What, in the tragic perplexities of this riven world, does that practically mean? It means that statesmen should have courage to confess moral ideals—if they intend genuinely to pursue them ; it is no use abjuring appeals to national self-interest, if national self-interest remains the hidden motive. It means a renewed and concerted attempt—perhaps the Churches are better qualified to make it than anyone—to establish contact with those sections of public opinion in other countries which are ready in like manner to look beyond their frontiers and set their nation's policies in the framework of humanity. Never was that more difficult. In more countries than one the State is exalted above God, and men and women who put God first are public enemies with no opportunity to influence public policy. Yet never was it more necessary that men of like mind should be talking to each other across national frontiers. If somehow two nations, particularly two antagonistic nations, could be persuaded that each was seeking not alone its own good but the other's good as well, and would prove its goodwill in such tangible forms as tariff revision, the face of the world would rapidly be changed. The vexed question of colonies, to take a single example, would become simple if the point were ever reached when not markets nor prestige nor national security, but the, good of the inhabitants and equal freedom of access to the products of the territory, were the ruling considerations in the minds of all the negotiators.
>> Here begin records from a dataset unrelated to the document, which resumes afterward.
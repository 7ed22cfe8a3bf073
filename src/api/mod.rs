//! The remote management API seam.
//!
//! Resource handlers talk to AWS only through the traits in this module.
//! Request and response shapes mirror the service APIs; transport, retries
//! and credentials belong to whatever implements the traits.
//!
//! Every call returns [`ApiResult`], so "resource does not exist" is always
//! the distinguished [`ApiError::NotFound`](crate::error::ApiError::NotFound).

pub mod apprunner;
pub mod docdb;

use serde::{Deserialize, Serialize};

pub use apprunner::{
    find_vpc_connector_by_arn, AppRunnerApi, CreateVpcConnectorInput, VpcConnector,
    VpcConnectorStatus,
};
pub use docdb::{
    ApplyMethod, ClusterParameterGroup, CreateClusterParameterGroupInput,
    CreateEventSubscriptionInput, DocDbApi, EventSubscription, ModifyEventSubscriptionInput,
    Parameter, ParameterSource,
};

/// A resource tag as the APIs exchange it.
#[derive(Debug, Clone, PartialEq, Eq, Serialize, Deserialize)]
pub struct Tag {
    /// Tag key.
    pub key: String,
    /// Tag value.
    pub value: String,
}

impl Tag {
    /// Create a tag.
    pub fn new(key: impl Into<String>, value: impl Into<String>) -> Self {
        Self {
            key: key.into(),
            value: value.into(),
        }
    }
}
//! Waiting on remote state transitions.
//!
//! Creating or deleting a resource returns before the service has settled.
//! [`wait_until`] polls with exponential backoff until the probe reports the
//! target state, and gives up at a hard deadline.

use std::future::Future;
use std::time::Duration;

use tokio::time::Instant;
use tracing::debug;

use crate::error::{ApiError, ApiResult, ProviderError};

/// Delay schedule between polls.
#[derive(Debug, Clone, Copy, PartialEq)]
pub struct Backoff {
    /// Delay before the second poll.
    pub initial_delay: Duration,
    /// Ceiling for any single delay.
    pub max_delay: Duration,
    /// Growth factor applied after every unsuccessful poll.
    pub multiplier: f64,
}

impl Backoff {
    /// The delay following `current`.
    pub fn next_delay(&self, current: Duration) -> Duration {
        Duration::try_from_secs_f64(current.as_secs_f64() * self.multiplier)
            .unwrap_or(self.max_delay)
            .min(self.max_delay)
    }
}

/// Outcome of a single poll.
#[derive(Debug, Clone, PartialEq, Eq)]
pub enum WaitStatus<T> {
    /// The target state was reached.
    Done(T),
    /// Not there yet; the string describes the observed state.
    Pending(String),
}

/// Poll `probe` until it returns [`WaitStatus::Done`] or `timeout` elapses.
///
/// Errors from the probe end the wait immediately. A probe that hangs past
/// the deadline is cancelled.
pub async fn wait_until<T, F, Fut>(
    what: &str,
    timeout: Duration,
    backoff: Backoff,
    mut probe: F,
) -> Result<T, ProviderError>
where
    F: FnMut() -> Fut,
    Fut: Future<Output = Result<WaitStatus<T>, ProviderError>>,
{
    let deadline = deadline_after(timeout);
    let mut delay = backoff.initial_delay;
    let mut attempts = 0u32;
    let mut last_state = String::from("unknown");

    loop {
        attempts += 1;
        match tokio::time::timeout_at(deadline, probe()).await {
            Ok(Ok(WaitStatus::Done(value))) => {
                debug!(what, attempts, "wait completed");
                return Ok(value);
            },
            Ok(Ok(WaitStatus::Pending(state))) => last_state = state,
            Ok(Err(e)) => return Err(e),
            Err(_) => break,
        }

        let now = Instant::now();
        if now >= deadline {
            break;
        }
        debug!(what, attempts, state = %last_state, delay = ?delay, "still waiting");
        tokio::time::sleep(delay.min(deadline - now)).await;
        delay = backoff.next_delay(delay);
    }

    Err(ProviderError::DeadlineExceeded(format!(
        "timeout after {:?} waiting for {} (last state: {}, {} attempt(s))",
        timeout, what, last_state, attempts
    )))
}

/// `timeout` from now, saturating at roughly thirty years.
fn deadline_after(timeout: Duration) -> Instant {
    let now = Instant::now();
    now.checked_add(timeout)
        .unwrap_or_else(|| now + Duration::from_secs(86_400 * 365 * 30))
}

/// Bound a single remote call by `timeout`.
///
/// An elapsed deadline is reported as a transient error so callers treat it
/// like any other retryable failure.
pub async fn with_deadline<T, Fut>(timeout: Duration, operation: &str, call: Fut) -> ApiResult<T>
where
    Fut: Future<Output = ApiResult<T>>,
{
    match tokio::time::timeout(timeout, call).await {
        Ok(result) => result,
        Err(_) => Err(ApiError::Transient(format!(
            "{}: request deadline of {:?} exceeded",
            operation, timeout
        ))),
    }
}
There is no question here of formal creeds: When Lord Hugh Cecil speaks of a Christian loyalty he cannot be taken—certainly no words written on this page can be taken—as postulating acceptance of particular dogmas or articles of belief. Christ laid down no policies for States, but He set a way of life before individuals ; it is for the individual, whatever views he may hold on sacraments or the Trinity, to apply the principles he understands for himself to the life of his nation. In Germany the Roman Catholic and the Protestant Churches are making common cause in the face of persecution. Throughout the world, without the sacrifice of any principle, they could manifest a greater and more potent co-operation in proclaiming the truth that as the nation is greater than the individual, so humanity is greater than the nation. In this country at least such a gospel would fall on no deaf ears. No statesman making his own the ideal Lord Hugh Cecil has so impressively voiced, indifferent to party gain or personal advancement, need fear that he would be dismissed as an unpractical visionary. He would far more probably be hailed by the post-War generation, if by none other, as the leader for whom it was con- sciously or subconsciously waiting. And he would be astonished into humility by the multitude of those who would press round him saying, like the man in the House of the Interpreter, " Set down my name, Sir."